(Excerpted data):
****
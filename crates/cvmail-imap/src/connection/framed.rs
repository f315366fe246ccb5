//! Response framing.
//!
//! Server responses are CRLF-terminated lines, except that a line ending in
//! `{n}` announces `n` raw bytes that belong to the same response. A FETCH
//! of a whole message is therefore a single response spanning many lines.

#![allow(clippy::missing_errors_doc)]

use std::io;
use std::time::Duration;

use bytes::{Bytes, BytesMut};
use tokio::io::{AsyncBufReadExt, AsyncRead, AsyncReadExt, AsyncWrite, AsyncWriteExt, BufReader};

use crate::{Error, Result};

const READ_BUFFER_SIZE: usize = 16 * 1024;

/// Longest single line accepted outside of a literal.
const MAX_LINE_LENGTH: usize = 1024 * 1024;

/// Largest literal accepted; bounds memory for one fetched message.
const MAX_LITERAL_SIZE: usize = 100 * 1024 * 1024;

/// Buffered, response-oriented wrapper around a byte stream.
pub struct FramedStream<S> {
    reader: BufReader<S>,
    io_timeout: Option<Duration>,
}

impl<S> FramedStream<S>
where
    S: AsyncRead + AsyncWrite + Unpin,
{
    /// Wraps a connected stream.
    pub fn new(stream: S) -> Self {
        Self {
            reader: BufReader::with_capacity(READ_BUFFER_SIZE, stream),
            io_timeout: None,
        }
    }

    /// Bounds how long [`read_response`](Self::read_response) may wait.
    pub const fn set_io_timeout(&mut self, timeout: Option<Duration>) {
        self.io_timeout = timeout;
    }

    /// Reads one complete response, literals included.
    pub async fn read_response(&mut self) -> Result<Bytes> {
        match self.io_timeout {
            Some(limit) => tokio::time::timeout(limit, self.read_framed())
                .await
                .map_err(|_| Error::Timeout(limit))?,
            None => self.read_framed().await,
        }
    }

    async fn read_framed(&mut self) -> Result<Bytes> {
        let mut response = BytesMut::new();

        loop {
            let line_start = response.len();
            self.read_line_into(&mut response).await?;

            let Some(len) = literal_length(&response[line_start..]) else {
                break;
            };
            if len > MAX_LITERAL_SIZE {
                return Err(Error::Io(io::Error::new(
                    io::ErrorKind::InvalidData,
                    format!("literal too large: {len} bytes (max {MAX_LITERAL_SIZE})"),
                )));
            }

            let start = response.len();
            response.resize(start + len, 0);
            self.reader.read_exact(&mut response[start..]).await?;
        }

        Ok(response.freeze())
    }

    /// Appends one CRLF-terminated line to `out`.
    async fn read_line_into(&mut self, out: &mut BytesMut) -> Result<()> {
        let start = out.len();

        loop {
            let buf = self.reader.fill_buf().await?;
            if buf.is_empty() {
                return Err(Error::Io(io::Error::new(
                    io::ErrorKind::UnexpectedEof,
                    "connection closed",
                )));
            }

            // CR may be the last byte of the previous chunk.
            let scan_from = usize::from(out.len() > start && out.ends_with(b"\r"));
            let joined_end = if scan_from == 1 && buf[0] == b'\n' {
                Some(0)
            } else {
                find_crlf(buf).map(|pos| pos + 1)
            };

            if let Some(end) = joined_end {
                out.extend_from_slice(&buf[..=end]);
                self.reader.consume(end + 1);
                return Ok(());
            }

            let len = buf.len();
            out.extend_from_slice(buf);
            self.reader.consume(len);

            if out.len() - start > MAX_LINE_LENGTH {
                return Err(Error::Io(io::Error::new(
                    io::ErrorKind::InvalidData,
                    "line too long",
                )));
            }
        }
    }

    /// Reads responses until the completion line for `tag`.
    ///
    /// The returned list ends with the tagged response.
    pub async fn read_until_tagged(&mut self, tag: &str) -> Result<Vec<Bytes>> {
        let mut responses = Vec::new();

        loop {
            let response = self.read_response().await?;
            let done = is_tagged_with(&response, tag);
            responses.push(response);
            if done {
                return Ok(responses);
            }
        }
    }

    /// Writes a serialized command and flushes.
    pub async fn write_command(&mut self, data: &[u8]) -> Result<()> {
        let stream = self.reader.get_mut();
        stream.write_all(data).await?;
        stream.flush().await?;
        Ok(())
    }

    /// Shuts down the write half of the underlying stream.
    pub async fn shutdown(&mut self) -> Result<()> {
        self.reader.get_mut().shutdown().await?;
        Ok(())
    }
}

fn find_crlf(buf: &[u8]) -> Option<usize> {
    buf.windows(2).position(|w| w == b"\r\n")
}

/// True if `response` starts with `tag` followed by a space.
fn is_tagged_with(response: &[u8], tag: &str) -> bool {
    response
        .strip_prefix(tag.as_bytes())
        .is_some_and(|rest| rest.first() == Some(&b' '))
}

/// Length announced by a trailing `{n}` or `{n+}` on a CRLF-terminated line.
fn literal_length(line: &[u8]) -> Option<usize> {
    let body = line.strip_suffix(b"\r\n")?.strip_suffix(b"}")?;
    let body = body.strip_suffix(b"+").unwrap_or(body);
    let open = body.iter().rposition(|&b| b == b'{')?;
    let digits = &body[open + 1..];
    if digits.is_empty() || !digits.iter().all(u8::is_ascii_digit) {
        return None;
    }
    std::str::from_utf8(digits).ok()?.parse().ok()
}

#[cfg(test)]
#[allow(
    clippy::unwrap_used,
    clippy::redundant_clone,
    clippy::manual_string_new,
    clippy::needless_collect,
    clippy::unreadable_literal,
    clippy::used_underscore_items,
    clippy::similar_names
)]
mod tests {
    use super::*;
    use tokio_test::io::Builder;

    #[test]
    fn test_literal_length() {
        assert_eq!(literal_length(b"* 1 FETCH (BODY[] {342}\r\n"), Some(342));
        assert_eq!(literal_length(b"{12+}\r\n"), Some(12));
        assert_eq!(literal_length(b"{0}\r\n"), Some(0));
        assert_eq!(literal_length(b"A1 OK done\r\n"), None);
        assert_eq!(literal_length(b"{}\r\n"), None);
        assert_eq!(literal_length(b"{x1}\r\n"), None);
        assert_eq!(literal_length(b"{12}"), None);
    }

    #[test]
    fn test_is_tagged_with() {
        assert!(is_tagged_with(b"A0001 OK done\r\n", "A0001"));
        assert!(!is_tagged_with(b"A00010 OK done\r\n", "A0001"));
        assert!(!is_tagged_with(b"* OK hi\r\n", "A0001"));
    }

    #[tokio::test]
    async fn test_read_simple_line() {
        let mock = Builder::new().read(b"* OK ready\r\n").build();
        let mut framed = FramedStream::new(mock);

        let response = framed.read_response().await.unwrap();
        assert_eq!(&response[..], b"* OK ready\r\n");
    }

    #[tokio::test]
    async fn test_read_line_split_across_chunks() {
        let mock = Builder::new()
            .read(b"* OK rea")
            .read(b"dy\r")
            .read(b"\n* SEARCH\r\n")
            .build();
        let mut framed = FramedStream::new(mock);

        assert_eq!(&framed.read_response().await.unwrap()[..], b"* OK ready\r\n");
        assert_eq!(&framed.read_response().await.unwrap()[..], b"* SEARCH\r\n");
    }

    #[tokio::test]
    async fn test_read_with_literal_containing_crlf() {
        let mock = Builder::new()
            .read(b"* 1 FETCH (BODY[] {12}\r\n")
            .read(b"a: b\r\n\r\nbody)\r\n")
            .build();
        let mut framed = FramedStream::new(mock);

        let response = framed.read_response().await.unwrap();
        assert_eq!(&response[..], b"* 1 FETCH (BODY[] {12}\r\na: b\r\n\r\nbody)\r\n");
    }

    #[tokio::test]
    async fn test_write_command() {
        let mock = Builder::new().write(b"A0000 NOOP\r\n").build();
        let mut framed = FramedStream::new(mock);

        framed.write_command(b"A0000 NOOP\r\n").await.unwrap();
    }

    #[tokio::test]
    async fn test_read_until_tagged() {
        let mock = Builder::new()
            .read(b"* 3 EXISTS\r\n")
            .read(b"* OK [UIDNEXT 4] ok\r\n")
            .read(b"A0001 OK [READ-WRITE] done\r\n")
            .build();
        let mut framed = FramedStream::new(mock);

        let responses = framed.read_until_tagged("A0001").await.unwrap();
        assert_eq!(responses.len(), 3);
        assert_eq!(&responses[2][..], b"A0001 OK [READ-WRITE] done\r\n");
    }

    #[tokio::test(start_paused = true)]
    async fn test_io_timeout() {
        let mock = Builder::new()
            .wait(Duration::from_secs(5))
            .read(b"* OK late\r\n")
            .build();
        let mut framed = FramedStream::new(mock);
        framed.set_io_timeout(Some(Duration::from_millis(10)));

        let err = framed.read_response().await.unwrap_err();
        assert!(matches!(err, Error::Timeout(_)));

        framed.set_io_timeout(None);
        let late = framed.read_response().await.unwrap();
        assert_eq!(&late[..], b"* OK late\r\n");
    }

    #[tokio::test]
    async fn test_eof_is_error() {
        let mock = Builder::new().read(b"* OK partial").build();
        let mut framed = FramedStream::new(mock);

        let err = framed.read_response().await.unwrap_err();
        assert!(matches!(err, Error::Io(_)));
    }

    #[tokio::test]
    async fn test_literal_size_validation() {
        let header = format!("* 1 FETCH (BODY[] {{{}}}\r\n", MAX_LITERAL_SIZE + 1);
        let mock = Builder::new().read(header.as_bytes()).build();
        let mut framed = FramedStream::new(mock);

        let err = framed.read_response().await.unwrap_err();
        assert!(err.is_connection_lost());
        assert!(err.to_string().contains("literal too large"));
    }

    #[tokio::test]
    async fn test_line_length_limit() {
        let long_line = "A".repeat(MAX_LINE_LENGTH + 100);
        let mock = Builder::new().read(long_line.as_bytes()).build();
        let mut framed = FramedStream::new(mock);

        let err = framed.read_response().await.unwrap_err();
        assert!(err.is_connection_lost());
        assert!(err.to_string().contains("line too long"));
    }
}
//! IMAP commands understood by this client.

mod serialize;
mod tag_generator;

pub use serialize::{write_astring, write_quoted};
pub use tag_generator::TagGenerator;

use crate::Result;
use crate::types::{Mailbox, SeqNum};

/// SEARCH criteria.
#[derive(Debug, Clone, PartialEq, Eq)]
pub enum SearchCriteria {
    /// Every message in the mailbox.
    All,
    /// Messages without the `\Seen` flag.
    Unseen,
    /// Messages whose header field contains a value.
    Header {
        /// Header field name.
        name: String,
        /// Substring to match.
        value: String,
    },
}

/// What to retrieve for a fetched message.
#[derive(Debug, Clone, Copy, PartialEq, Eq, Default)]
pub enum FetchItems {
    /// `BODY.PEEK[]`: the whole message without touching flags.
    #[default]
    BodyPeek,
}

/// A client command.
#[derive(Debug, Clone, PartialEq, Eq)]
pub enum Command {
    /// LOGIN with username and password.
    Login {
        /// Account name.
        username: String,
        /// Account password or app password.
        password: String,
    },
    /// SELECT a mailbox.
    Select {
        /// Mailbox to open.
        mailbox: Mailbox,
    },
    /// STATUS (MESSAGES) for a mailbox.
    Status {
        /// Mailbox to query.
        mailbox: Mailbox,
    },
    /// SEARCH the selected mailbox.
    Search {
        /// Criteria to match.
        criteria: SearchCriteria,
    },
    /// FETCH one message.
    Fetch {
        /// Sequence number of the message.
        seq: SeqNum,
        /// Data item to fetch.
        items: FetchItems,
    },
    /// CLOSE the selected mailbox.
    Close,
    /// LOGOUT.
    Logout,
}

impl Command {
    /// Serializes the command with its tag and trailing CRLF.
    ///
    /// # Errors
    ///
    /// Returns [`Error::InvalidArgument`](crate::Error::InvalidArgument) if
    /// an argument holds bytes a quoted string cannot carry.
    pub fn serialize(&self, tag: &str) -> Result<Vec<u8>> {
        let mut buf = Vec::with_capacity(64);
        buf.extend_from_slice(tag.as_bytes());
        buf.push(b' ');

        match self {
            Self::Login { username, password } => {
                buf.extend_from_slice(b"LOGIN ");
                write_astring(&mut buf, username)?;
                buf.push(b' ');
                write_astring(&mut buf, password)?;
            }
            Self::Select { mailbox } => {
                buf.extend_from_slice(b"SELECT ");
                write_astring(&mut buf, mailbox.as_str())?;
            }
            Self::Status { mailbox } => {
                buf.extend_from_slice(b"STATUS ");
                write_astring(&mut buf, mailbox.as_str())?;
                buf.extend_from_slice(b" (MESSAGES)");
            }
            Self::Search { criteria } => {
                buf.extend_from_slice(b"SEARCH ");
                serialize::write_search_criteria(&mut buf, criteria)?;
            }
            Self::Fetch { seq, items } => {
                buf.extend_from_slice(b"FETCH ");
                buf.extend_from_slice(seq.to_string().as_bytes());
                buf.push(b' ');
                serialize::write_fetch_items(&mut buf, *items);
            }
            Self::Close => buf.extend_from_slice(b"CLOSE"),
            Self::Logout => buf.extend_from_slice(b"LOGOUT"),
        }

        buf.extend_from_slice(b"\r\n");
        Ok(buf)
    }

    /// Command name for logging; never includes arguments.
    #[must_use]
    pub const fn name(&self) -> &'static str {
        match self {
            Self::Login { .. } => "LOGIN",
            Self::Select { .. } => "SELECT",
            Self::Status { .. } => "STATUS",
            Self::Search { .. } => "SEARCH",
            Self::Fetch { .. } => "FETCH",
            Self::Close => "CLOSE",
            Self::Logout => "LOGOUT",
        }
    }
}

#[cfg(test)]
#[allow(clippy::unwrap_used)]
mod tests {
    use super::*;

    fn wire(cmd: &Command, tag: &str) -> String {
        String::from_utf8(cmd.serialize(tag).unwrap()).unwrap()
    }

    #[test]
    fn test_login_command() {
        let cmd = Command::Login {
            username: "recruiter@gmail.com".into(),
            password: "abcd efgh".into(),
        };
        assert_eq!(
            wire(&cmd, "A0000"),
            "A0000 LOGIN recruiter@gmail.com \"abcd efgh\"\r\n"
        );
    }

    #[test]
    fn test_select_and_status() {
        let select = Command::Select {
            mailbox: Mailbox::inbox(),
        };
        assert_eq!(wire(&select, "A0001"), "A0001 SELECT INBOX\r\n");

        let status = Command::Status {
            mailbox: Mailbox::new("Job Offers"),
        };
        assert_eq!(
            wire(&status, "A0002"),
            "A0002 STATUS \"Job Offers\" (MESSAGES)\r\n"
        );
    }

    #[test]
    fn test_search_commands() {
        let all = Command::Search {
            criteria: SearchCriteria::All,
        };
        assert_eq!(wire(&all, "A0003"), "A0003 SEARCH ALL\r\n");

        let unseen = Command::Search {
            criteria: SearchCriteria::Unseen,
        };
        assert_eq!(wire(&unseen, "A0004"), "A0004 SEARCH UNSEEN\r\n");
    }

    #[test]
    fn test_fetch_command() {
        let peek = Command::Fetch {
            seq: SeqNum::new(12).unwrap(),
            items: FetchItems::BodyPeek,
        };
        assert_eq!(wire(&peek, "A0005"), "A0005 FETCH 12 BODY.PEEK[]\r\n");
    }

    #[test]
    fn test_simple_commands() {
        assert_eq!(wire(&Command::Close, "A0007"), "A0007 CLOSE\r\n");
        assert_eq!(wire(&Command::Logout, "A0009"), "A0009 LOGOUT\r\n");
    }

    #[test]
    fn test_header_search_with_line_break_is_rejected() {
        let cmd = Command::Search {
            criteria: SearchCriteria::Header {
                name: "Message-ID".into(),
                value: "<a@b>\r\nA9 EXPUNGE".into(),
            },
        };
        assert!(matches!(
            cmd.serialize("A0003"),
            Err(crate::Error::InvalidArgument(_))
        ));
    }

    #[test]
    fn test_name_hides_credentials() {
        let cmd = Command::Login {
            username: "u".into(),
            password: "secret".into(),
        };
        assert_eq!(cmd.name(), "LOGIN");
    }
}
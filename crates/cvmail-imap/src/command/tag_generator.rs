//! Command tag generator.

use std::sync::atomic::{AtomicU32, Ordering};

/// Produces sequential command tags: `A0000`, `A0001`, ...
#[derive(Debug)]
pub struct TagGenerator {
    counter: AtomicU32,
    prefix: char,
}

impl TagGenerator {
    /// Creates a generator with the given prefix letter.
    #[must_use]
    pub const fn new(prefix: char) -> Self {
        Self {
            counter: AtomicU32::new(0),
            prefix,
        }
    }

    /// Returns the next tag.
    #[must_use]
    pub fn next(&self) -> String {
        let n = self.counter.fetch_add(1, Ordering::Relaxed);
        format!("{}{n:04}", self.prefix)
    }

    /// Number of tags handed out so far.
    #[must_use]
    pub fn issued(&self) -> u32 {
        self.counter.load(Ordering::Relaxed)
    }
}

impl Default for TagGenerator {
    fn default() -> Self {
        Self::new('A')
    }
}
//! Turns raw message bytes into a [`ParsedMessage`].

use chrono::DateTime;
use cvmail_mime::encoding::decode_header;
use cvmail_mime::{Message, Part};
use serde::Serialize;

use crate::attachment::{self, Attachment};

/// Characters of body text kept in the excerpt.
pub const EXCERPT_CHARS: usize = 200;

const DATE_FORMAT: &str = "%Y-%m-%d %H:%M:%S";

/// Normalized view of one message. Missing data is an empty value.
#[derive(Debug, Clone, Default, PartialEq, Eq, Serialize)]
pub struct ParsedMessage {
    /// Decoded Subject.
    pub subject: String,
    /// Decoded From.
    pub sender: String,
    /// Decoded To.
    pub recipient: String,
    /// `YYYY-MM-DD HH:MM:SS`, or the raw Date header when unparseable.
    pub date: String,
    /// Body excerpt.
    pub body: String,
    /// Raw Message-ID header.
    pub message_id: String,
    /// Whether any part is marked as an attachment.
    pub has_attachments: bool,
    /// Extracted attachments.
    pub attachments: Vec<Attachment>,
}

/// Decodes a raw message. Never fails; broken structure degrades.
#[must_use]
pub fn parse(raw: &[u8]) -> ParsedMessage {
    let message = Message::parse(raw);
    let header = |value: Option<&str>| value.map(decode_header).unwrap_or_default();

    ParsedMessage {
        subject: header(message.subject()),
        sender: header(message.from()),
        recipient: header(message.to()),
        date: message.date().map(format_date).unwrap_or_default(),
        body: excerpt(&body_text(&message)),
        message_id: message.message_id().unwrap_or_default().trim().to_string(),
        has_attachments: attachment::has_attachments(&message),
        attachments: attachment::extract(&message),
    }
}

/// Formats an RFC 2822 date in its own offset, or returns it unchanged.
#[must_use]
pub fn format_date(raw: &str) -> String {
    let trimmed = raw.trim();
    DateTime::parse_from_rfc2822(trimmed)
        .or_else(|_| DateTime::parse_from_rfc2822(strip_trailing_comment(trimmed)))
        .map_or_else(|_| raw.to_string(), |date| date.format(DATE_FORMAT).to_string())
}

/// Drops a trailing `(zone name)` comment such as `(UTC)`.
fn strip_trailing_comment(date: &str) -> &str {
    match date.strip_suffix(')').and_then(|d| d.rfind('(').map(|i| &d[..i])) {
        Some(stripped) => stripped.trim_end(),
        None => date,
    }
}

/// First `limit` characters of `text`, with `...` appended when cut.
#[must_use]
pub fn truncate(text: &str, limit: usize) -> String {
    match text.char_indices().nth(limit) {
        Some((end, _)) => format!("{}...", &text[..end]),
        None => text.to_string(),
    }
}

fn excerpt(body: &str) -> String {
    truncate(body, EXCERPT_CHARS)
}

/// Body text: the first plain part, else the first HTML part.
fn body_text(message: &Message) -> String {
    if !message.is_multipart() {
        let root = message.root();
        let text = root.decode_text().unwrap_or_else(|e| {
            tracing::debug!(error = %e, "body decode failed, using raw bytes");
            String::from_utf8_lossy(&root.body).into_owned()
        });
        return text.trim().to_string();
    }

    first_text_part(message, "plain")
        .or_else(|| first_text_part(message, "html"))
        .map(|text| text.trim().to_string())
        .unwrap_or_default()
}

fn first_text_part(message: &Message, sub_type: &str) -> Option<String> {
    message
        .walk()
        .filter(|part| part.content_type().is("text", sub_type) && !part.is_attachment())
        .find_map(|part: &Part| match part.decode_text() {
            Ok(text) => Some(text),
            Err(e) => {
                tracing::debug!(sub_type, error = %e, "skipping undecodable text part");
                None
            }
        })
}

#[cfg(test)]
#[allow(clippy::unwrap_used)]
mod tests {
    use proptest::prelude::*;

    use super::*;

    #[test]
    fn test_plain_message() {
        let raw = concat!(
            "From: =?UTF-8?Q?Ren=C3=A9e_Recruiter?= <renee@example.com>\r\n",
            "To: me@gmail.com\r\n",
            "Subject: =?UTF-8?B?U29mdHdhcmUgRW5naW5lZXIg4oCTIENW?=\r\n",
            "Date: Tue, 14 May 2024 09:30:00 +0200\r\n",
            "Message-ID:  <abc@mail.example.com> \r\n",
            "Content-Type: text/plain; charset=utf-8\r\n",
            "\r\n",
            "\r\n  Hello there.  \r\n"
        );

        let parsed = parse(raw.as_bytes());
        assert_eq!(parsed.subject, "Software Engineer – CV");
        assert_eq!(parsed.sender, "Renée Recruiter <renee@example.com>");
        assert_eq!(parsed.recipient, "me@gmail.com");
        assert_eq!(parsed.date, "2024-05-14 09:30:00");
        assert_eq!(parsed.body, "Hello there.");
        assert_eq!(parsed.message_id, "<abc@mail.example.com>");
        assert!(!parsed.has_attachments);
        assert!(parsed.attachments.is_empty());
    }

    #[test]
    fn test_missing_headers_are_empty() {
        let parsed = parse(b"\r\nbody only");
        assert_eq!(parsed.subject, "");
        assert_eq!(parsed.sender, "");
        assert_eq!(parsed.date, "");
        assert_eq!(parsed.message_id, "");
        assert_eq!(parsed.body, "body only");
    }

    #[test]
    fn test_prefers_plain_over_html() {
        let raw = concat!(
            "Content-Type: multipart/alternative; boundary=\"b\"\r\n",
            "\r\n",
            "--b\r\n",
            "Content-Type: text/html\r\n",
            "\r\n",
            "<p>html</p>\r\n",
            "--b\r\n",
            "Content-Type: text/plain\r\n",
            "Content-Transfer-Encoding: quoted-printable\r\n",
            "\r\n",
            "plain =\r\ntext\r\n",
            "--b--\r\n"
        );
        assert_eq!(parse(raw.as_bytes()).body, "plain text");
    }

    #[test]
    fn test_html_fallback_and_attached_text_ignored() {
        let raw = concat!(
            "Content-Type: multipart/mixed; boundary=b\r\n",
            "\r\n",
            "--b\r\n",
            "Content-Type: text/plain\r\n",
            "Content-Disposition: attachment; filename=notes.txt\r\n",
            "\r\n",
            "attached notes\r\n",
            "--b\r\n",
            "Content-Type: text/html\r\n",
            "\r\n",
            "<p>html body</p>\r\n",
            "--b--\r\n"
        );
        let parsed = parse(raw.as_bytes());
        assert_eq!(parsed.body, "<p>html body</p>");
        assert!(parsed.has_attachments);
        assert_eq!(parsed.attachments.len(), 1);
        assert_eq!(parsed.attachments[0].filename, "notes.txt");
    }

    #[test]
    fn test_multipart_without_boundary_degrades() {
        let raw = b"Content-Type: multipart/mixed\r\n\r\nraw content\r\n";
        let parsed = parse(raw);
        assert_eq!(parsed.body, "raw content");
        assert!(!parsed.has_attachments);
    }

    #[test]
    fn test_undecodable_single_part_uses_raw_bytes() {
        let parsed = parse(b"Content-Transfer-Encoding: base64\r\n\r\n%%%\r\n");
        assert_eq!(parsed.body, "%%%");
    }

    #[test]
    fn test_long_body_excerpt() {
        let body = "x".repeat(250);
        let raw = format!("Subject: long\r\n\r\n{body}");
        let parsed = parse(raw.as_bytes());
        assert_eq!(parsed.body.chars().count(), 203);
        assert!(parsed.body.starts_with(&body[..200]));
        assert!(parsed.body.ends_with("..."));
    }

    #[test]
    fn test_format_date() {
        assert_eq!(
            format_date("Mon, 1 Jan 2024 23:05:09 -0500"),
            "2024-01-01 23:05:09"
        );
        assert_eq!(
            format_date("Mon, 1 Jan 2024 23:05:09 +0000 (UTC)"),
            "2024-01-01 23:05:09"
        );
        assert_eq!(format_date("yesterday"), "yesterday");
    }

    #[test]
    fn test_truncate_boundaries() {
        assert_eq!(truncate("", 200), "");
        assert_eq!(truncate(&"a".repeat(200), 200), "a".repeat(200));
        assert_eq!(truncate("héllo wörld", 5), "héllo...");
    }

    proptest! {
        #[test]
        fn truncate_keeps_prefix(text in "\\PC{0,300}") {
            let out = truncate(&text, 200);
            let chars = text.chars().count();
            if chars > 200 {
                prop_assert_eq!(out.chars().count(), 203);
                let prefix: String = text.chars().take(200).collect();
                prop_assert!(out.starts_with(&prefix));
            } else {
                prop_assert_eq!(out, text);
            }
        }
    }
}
****
Only a number is expected here: the count of lines with the string "Hello" in the material above.

(Exercise answer): 2